Robert Ramirez Broker-Associate Coldwell Banker 707 762-5611

January 28th, 2008 · No Comments

January 17 2008 RENT GROWTH LAGGING BEHIND INFLATION:

Just released government figures put the inflation rate for 2007 at 6.3%. This is bad news for investors in apartments where the annual rate of rent growth is 3.7%. The only Metropolitan Statistical Areas (MSA) that are keeping up with inflation are San Jose (11.2%), Salt Lake City (10.3%), Seattle (9.2 %), San Francisco (9.0%), Tulsa (6.9%) and Portland (6.3%).
A study released by RealFacts shows that occupancy rates are falling and the rate of rent growth is slowing throughout the entire database. Average occupancy fell by 1% between September and December. Only four of the major MSAs in the survey (Portland, San Diego, San Jose and Salt Lake City) had an average occupancy rate over 95%, compared to eleven at third quarter.

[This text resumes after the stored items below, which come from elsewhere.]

//! Visibility Bank - all detectors of a page

use std::collections::HashMap;

use parallax_core::{ParallaxError, ParallaxResult, SectionDescriptor, SectionId};

use crate::{visible_fraction, Rect, SectionEntered, VisibilityDetector, Viewport};

/// Measured document-space rects of the page sections
#[derive(Debug, Clone, Default)]
pub struct PageLayout {
    rects: Vec<(SectionId, Rect)>,
}

impl PageLayout {
    pub fn new() -> Self {
        Self::default()
    }

    /// Stack sections top to bottom, each `height` tall and `width` wide,
    /// starting at `top`
    pub fn stacked<'a, I>(sections: I, top: f32, height: f32, width: f32) -> Self
    where
        I: IntoIterator<Item = &'a SectionId>,
    {
        let mut layout = Self::new();
        let mut y = top;
        for id in sections {
            layout.set(id.clone(), Rect::band(y, y + height, width));
            y += height;
        }
        layout
    }

    /// Insert or replace the rect of a section
    pub fn set(&mut self, section: SectionId, rect: Rect) {
        match self.rects.iter_mut().find(|(id, _)| *id == section) {
            Some(entry) => entry.1 = rect,
            None => self.rects.push((section, rect)),
        }
    }

    pub fn get(&self, section: &str) -> Option<&Rect> {
        self.rects
            .iter()
            .find(|(id, _)| id.as_str() == section)
            .map(|(_, rect)| rect)
    }

    pub fn iter(&self) -> impl Iterator<Item = (&SectionId, &Rect)> {
        self.rects.iter().map(|(id, rect)| (id, rect))
    }

    pub fn len(&self) -> usize {
        self.rects.len()
    }

    pub fn is_empty(&self) -> bool {
        self.rects.is_empty()
    }
}

/// Detectors for every declared section, in declaration order
#[derive(Debug, Clone, Default)]
pub struct VisibilityBank {
    detectors: Vec<VisibilityDetector>,
    index: HashMap<SectionId, usize>,
}

impl VisibilityBank {
    pub fn new(descriptors: &[SectionDescriptor]) -> Self {
        let mut bank = Self::default();
        for descriptor in descriptors {
            bank.register(descriptor);
        }
        bank
    }

    /// Add a detector for a section. Re-registering an id replaces its
    /// threshold and resets its edge state.
    pub fn register(&mut self, descriptor: &SectionDescriptor) {
        let detector = VisibilityDetector::from_descriptor(descriptor);
        match self.index.get(&descriptor.id) {
            Some(&i) => self.detectors[i] = detector,
            None => {
                self.index.insert(descriptor.id.clone(), self.detectors.len());
                self.detectors.push(detector);
            }
        }
    }

    /// Feed a visible-area fraction for one section
    pub fn sample(&mut self, section: &str, fraction: f32) -> ParallaxResult<Option<SectionEntered>> {
        let i = *self
            .index
            .get(section)
            .ok_or_else(|| ParallaxError::UnknownSection(SectionId::new(section)))?;
        Ok(self.detectors[i].sample(fraction))
    }

    /// Evaluate every section present in `layout` against `viewport`.
    ///
    /// Entries are returned in declaration order. Sections missing from the
    /// layout keep their previous state. The whole pass is rejected, without
    /// touching any detector, if the layout names an undeclared section.
    pub fn observe(&mut self, viewport: &Viewport, layout: &PageLayout) -> ParallaxResult<Vec<SectionEntered>> {
        if let Some((unknown, _)) = layout.iter().find(|(id, _)| !self.index.contains_key(*id)) {
            return Err(ParallaxError::UnknownSection(unknown.clone()));
        }

        let mut entered = Vec::new();
        for detector in &mut self.detectors {
            let Some(rect) = layout.get(detector.section().as_str()) else {
                continue;
            };
            if !rect.is_finite() {
                continue;
            }
            if let Some(event) = detector.sample(visible_fraction(rect, viewport)) {
                entered.push(event);
            }
        }
        Ok(entered)
    }

    pub fn detector(&self, section: &str) -> Option<&VisibilityDetector> {
        self.index.get(section).map(|&i| &self.detectors[i])
    }

    pub fn detectors(&self) -> impl Iterator<Item = &VisibilityDetector> {
        self.detectors.iter()
    }

    /// Sections currently above their threshold
    pub fn visible_sections(&self) -> impl Iterator<Item = &SectionId> {
        self.detectors
            .iter()
            .filter(|d| d.is_visible())
            .map(VisibilityDetector::section)
    }

    pub fn has_entered(&self, section: &str) -> bool {
        self.detector(section).is_some_and(VisibilityDetector::has_entered)
    }

    pub fn len(&self) -> usize {
        self.detectors.len()
    }

    pub fn is_empty(&self) -> bool {
        self.detectors.is_empty()
    }
}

Now three MSAs, Colorado Springs, Orlando and Phoenix, are experiencing occupancy rates of less than 90%, when none were in that category 3 months ago. It would appear that the much - reported economic slow down is being reflected in these apartment occupancy figures. Changes in occupancy rates are usually seen as a leading indicator in rent movement.
At the moment most MSAs are showing rent growth but the rate of increase has slowed considerably, in most cases, in the last quarter of 2007. However, comparing 4th Quarter to 3rd Quarter, almost the same number of MSA’s achieved a 5% or more annualized increase. Last quarter we found 10 MSAs reached or exceeded that almost magical 5% or more increase, this quarter nine did.
One area that surprised us was the State of Oklahoma. Here the Oklahoma City and Tulsa MSAs posted a somewhat surprising rent growth of 4.5% and 2.5% respectively for the quarter and 5.8% and, as mentioned above, 6.9%, respectively for the year.
In face of these market conditions it isn’t surprising that the number of units added to the rental inventory in the database fell in 2007 compared to other years. Expressed as a Percentage of Existing Inventory we can see how this has changed. 0.84% was added in 2007 compared to 1.0%, 1.13%, 1.5% and 1.98% for the preceding four years. The reduction in the amount of new rental stock coming on-stream may mitigate the risk of over supply in many of the markets. In recent years absorption has not been problematic in most markets and our database as a whole last showed negative absorption in 2002.
It is probably too soon to see from our database what effect the sub-prime fiasco has had on sales of apartment properties. And of course one has difficulty, from a distance, knowing how many proposed sales may have fallen through for lack of available financing. In 2007, we recorded 888 sales, compared to 968 for 2006 and 811 for 2005. The median year built of the properties changed little: 1985 for 2007, and 1986 for the previous two years. Average price per unit was $96,288 in 2007 and $94,629 and $103,411 for the preceding years. The average price per square! foot was $111.03, $107.97 and $117.00 for the same period.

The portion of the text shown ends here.